Only lines that contain the word "read" belong in the answer; copy them from the records below.

□ □ □ □ □ □ □

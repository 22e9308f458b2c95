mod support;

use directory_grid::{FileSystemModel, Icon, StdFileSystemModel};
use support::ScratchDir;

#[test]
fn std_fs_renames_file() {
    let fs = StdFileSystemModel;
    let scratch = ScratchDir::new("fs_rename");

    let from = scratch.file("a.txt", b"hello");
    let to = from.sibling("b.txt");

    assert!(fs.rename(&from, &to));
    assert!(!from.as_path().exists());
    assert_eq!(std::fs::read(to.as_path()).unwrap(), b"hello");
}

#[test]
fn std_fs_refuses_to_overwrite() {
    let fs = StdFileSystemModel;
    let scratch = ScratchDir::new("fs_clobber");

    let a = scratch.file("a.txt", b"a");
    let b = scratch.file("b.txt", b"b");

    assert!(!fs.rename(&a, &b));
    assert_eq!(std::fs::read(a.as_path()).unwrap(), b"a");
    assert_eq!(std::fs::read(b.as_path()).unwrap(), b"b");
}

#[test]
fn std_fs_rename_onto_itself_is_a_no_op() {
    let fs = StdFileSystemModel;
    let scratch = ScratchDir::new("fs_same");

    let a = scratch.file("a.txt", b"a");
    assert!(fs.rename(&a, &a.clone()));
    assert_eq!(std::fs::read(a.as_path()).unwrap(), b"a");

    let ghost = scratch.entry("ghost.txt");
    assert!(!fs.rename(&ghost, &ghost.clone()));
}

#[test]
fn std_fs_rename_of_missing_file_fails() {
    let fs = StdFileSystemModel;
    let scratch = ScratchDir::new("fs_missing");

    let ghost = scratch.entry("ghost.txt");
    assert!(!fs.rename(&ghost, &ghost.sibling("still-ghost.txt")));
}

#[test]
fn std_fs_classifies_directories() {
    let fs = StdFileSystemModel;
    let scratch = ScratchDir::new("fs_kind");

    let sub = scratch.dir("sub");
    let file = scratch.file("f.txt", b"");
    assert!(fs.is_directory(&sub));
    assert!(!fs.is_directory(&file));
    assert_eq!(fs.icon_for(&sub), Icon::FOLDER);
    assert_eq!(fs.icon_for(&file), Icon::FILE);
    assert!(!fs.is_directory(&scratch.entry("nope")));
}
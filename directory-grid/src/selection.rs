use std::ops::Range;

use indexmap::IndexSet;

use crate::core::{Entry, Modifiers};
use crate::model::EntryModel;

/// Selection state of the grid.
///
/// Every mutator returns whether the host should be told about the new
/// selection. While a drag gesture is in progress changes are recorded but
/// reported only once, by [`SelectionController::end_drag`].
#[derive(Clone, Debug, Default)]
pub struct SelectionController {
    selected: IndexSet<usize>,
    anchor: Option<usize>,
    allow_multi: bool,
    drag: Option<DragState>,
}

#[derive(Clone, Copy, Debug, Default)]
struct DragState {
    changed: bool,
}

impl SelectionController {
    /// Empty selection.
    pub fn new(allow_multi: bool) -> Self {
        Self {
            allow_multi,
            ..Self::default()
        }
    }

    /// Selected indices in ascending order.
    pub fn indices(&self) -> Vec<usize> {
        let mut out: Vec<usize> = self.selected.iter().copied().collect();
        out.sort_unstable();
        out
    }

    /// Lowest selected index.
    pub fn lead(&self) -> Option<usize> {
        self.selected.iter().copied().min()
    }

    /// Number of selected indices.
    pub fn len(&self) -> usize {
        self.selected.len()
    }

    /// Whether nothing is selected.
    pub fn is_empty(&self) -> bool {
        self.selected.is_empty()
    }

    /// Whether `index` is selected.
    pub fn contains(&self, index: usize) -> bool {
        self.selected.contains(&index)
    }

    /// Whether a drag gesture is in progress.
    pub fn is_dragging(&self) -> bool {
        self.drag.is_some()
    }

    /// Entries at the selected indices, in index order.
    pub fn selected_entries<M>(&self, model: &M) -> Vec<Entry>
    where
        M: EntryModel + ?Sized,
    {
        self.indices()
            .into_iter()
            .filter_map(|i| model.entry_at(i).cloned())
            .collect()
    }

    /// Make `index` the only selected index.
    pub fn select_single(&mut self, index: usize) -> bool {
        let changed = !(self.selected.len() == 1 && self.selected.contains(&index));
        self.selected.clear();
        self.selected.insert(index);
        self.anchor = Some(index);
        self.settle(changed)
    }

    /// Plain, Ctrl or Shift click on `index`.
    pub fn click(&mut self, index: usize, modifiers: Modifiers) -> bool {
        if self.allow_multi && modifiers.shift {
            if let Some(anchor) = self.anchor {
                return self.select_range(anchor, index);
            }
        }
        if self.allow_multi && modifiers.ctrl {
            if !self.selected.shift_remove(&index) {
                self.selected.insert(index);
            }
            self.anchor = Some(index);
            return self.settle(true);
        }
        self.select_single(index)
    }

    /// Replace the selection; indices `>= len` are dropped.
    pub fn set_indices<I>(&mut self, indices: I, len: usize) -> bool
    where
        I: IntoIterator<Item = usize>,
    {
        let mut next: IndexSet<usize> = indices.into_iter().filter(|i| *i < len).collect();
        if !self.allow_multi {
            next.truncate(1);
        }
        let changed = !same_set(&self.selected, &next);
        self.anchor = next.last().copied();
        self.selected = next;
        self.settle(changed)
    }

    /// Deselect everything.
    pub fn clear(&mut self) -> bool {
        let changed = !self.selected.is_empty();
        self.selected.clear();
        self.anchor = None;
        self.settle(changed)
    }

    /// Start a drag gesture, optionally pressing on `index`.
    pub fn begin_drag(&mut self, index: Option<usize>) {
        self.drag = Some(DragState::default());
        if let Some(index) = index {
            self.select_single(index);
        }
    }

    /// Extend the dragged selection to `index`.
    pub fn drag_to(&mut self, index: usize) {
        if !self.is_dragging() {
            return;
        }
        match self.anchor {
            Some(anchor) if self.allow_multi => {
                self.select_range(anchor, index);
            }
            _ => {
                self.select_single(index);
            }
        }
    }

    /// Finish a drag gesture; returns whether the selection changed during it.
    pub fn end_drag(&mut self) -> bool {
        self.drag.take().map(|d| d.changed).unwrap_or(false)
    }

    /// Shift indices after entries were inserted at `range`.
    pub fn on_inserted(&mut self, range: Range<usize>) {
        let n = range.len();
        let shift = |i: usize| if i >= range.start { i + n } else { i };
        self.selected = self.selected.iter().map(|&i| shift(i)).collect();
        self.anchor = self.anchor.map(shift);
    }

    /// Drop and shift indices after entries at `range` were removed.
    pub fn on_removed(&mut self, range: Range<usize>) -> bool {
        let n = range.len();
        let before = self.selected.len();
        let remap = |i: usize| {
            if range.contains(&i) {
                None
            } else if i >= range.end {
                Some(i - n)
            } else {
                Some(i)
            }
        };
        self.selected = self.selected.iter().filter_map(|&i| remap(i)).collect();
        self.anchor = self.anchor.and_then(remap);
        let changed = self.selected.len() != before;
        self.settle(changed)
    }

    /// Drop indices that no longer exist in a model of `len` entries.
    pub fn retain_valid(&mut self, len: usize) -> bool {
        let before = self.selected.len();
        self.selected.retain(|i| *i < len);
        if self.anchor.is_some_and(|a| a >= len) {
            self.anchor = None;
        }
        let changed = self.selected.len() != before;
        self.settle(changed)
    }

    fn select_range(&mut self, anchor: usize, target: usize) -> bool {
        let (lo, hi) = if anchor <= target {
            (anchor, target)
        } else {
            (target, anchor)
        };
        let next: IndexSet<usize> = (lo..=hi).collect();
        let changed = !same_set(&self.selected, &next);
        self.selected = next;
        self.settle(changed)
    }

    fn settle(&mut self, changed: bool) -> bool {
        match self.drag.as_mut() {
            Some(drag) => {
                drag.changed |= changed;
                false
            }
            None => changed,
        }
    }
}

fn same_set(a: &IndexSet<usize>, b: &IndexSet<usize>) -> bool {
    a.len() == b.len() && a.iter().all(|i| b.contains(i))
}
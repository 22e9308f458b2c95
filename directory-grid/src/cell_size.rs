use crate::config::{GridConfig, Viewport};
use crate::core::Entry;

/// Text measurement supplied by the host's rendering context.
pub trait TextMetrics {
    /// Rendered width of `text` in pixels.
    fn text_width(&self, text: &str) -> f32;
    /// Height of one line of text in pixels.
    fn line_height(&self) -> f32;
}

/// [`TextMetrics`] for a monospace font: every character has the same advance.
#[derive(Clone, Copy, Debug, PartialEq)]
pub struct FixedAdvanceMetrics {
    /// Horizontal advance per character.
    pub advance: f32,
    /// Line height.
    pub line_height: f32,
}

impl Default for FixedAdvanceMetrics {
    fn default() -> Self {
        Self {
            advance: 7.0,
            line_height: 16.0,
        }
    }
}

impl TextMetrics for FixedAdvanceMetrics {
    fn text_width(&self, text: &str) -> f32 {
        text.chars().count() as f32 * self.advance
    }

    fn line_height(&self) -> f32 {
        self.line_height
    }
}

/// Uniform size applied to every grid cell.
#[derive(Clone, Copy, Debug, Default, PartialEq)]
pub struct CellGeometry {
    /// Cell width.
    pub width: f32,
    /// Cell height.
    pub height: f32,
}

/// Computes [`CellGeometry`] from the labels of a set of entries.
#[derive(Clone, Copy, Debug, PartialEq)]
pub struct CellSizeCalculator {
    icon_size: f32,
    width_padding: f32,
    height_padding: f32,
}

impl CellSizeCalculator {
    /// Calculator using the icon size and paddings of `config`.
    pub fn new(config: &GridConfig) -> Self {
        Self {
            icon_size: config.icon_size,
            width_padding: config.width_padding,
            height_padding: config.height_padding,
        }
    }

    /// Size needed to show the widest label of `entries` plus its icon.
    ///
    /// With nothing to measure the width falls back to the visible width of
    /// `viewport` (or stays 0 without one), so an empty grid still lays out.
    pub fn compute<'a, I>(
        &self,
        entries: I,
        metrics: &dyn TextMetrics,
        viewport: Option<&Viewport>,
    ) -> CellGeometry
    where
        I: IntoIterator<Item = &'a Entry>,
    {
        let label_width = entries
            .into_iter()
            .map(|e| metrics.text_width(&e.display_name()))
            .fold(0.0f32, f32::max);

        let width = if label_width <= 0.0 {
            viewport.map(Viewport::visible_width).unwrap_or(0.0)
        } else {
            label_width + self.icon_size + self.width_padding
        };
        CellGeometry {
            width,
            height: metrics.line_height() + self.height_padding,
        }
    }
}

□ □ □ □ □ □ □

* _Exercise result_
    assert_eq!(std::fs::read(to.as_path()).unwrap(), b"hello");
    assert_eq!(std::fs::read(a.as_path()).unwrap(), b"a");
    assert_eq!(std::fs::read(b.as_path()).unwrap(), b"b");
    assert_eq!(std::fs::read(a.as_path()).unwrap(), b"a");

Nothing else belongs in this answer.